Dieser Film knüpft ein Netz zwischen Figuren und Schichten von Wirklichkeit, zwischen Theorie und Praxis. Ein Mann schreckt auf aus einem Traum, der wie ein unscharfes Computerspiel aussieht und vielleicht einen Gleitflug über eine farbfleckige Ruinenlandschaft zeigt. „Die Wirklichkeit beendet den Traum“, wird es ganz am Schluss des Kollektivfilms „Die Amitié“ bedeutungsschwanger heißen. Das Filmbild wechselt jetzt zum quadratischen Format. Der türkische Erntehelfer Osman (Aziz Çapkurt), eben erwacht, liegt auf seinem Bett in einem Lübecker Wohnheim und starrt uns frontal an, als wolle er nicht nur die vierte Wand durchbrechen, sondern in uns eindringen, als wären wir wahlweise Zeugen, Komplizen oder Verantwortliche seines Schicksals, das mit ausbeuterischen Arbeitsverhältnissen auf einer Tomatenplantage verknüpft ist. Diese gehört einem holländischen Konzern, der unter seinen Beschäftigten eine ganze Kette hierarchischer Abhängigkeiten erzeugt. Der maßgeblich von dem Filmemacher und Kunstdozenten Peter Ott sowie der Medienwissenschaftlerin Ute Holl initiierte und verantwortete Film handelt folgerichtig von Gegenstrategien.

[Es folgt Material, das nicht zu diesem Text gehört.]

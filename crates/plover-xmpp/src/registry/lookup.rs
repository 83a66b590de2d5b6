//! Composition of namespace dictionaries into the server's handler table.

use std::collections::HashMap;
use std::sync::Arc;

use tracing::info;

use super::NamespaceDictionary;
use crate::handler::Handler;
use crate::stanza::{Stanza, StanzaKind};
use crate::types::SessionState;
use crate::XmppError;

/// Which dictionaries apply to a session.
#[derive(Debug, Clone, Copy, PartialEq, Eq, Hash)]
pub enum Phase {
    /// Everything before a resource is bound
    Negotiation,
    /// After resource binding
    Established,
}

impl Phase {
    pub fn for_state(state: SessionState) -> Self {
        match state {
            SessionState::Bound => Self::Established,
            _ => Self::Negotiation,
        }
    }
}

/// Outcome of resolving a stanza against the handler table.
#[derive(Clone)]
pub enum Resolution {
    /// A handler is registered for the stanza
    Handler(Arc<dyn Handler>),
    /// Addressed to a component that has no handler for it
    ComponentUnavailable(String),
    /// No handler anywhere
    NotFound,
}

impl std::fmt::Debug for Resolution {
    fn fmt(&self, f: &mut std::fmt::Formatter<'_>) -> std::fmt::Result {
        match self {
            Self::Handler(_) => f.write_str("Handler"),
            Self::ComponentUnavailable(domain) => {
                f.debug_tuple("ComponentUnavailable").field(domain).finish()
            }
            Self::NotFound => f.write_str("NotFound"),
        }
    }
}

type DictionarySet = HashMap<String, NamespaceDictionary>;

/// The qualified name a stanza is looked up by.
///
/// An iq with exactly one payload element is keyed by that payload; every
/// other stanza is keyed by its own name.
pub fn lookup_key(stanza: &Stanza) -> (&str, &str) {
    if stanza.kind() == StanzaKind::Iq {
        let mut payloads = stanza.element().child_elements();
        if let (Some(payload), None) = (payloads.next(), payloads.next()) {
            return (payload.namespace(), payload.name());
        }
    }
    (stanza.namespace(), stanza.name())
}

/// Collects dictionaries and seals them into a [`HandlerLookup`].
#[derive(Default)]
pub struct HandlerLookupBuilder {
    phases: HashMap<Phase, DictionarySet>,
    components: HashMap<String, DictionarySet>,
}

impl HandlerLookupBuilder {
    pub fn new() -> Self {
        Self::default()
    }

    /// Attach `dictionary` to `phase`. One dictionary per namespace per phase.
    pub fn add(
        &mut self,
        phase: Phase,
        dictionary: NamespaceDictionary,
    ) -> Result<&mut Self, XmppError> {
        let set = self.phases.entry(phase).or_default();
        insert_unique(set, dictionary, &format!("{:?} phase", phase))?;
        Ok(self)
    }

    /// Attach `dictionary` to the component serving `domain`.
    pub fn add_component(
        &mut self,
        domain: &str,
        dictionary: NamespaceDictionary,
    ) -> Result<&mut Self, XmppError> {
        let domain = domain.to_ascii_lowercase();
        let set = self.components.entry(domain.clone()).or_default();
        insert_unique(set, dictionary, &format!("component {}", domain))?;
        Ok(self)
    }

    /// Seal every dictionary and freeze the table.
    pub fn build(self) -> HandlerLookup {
        let seal = |mut set: DictionarySet| {
            set.values_mut().for_each(NamespaceDictionary::seal);
            set
        };

        let mut phases = self.phases;
        let lookup = HandlerLookup {
            negotiation: seal(phases.remove(&Phase::Negotiation).unwrap_or_default()),
            established: seal(phases.remove(&Phase::Established).unwrap_or_default()),
            components: self
                .components
                .into_iter()
                .map(|(domain, set)| (domain, seal(set)))
                .collect(),
        };

        info!(
            negotiation = lookup.negotiation.len(),
            established = lookup.established.len(),
            components = lookup.components.len(),
            "Handler lookup sealed"
        );
        lookup
    }
}

fn insert_unique(
    set: &mut DictionarySet,
    dictionary: NamespaceDictionary,
    owner: &str,
) -> Result<(), XmppError> {
    if set.contains_key(dictionary.namespace()) {
        return Err(XmppError::registry_state(format!(
            "a dictionary for '{}' already exists in {}",
            dictionary.namespace(),
            owner
        )));
    }
    set.insert(dictionary.namespace().to_string(), dictionary);
    Ok(())
}

/// Immutable handler table shared by all sessions.
#[derive(Debug)]
pub struct HandlerLookup {
    negotiation: DictionarySet,
    established: DictionarySet,
    components: HashMap<String, DictionarySet>,
}

impl HandlerLookup {
    /// Find the handler for `stanza` in `phase`.
    ///
    /// `to_domain` is the stanza's (already validated) destination domain;
    /// established traffic addressed to a registered component is resolved
    /// against that component only.
    pub fn resolve(&self, phase: Phase, stanza: &Stanza, to_domain: Option<&str>) -> Resolution {
        let (namespace, name) = lookup_key(stanza);

        if phase == Phase::Established {
            if let Some(component) = to_domain.and_then(|d| self.components.get_key_value(d)) {
                let (domain, set) = component;
                return match find(set, namespace, name) {
                    Some(handler) => Resolution::Handler(handler),
                    None => Resolution::ComponentUnavailable(domain.clone()),
                };
            }
        }

        let set = match phase {
            Phase::Negotiation => &self.negotiation,
            Phase::Established => &self.established,
        };
        match find(set, namespace, name) {
            Some(handler) => Resolution::Handler(handler),
            None => Resolution::NotFound,
        }
    }

    /// Whether a component is registered for `domain`.
    pub fn is_component(&self, domain: &str) -> bool {
        self.components.contains_key(domain)
    }

    /// Namespaces with registered handlers in `phase` (for feature discovery).
    pub fn namespaces(&self, phase: Phase) -> Vec<&str> {
        let set = match phase {
            Phase::Negotiation => &self.negotiation,
            Phase::Established => &self.established,
        };
        let mut namespaces: Vec<_> = set.keys().map(String::as_str).collect();
        namespaces.sort_unstable();
        namespaces
    }
}

fn find(set: &DictionarySet, namespace: &str, name: &str) -> Option<Arc<dyn Handler>> {
    set.get(namespace)
        .and_then(|dictionary| dictionary.lookup(namespace, name))
        .cloned()
}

Denn eigentlich ist Osman als dramaturgisches Vehikel ein Menschenfänger und Verbindungsmann, der die Solidarität für den klandestinen Widerstand organisiert. Etwas holprig und ungelenk werden dafür die beiden Protagonisten des Sozialdramas eingeführt, deren Arbeitsgeschichten im Folgenden in parallelen Handlungssträngen erzählt werden. Während der ivorische Ökonom Dieudonné (Yann Mbiene) über eine Zwischenstation in Italien zu den Lübecker Gewächshäusern kommt, tritt die polnische Altenpflegerin Agnieszka (Sylwia Gola) ihre Stelle bei dem an Demenz erkrankten Juristen Siegfried (Walter Hess) an. Das geht leider nicht ohne Klischees ab: Die jeweiligen „Vorgesetzten“ sind autoritär, gestresst und sehr deutsch; und das satirische Potential solcher Figurenzeichnung ist eher lahm. Während die einfühlsame und selbstbewusste Agnieszka als strenggläubige Katholikin eingeführt wird, liest Dieudonné den linken Antikolonialisten Frantz Fanon. Die Gegensätze ziehen sich natürlich an. Aber dafür bedarf es erst mal der Gemeinschaft eines digitalen Netzwerkes.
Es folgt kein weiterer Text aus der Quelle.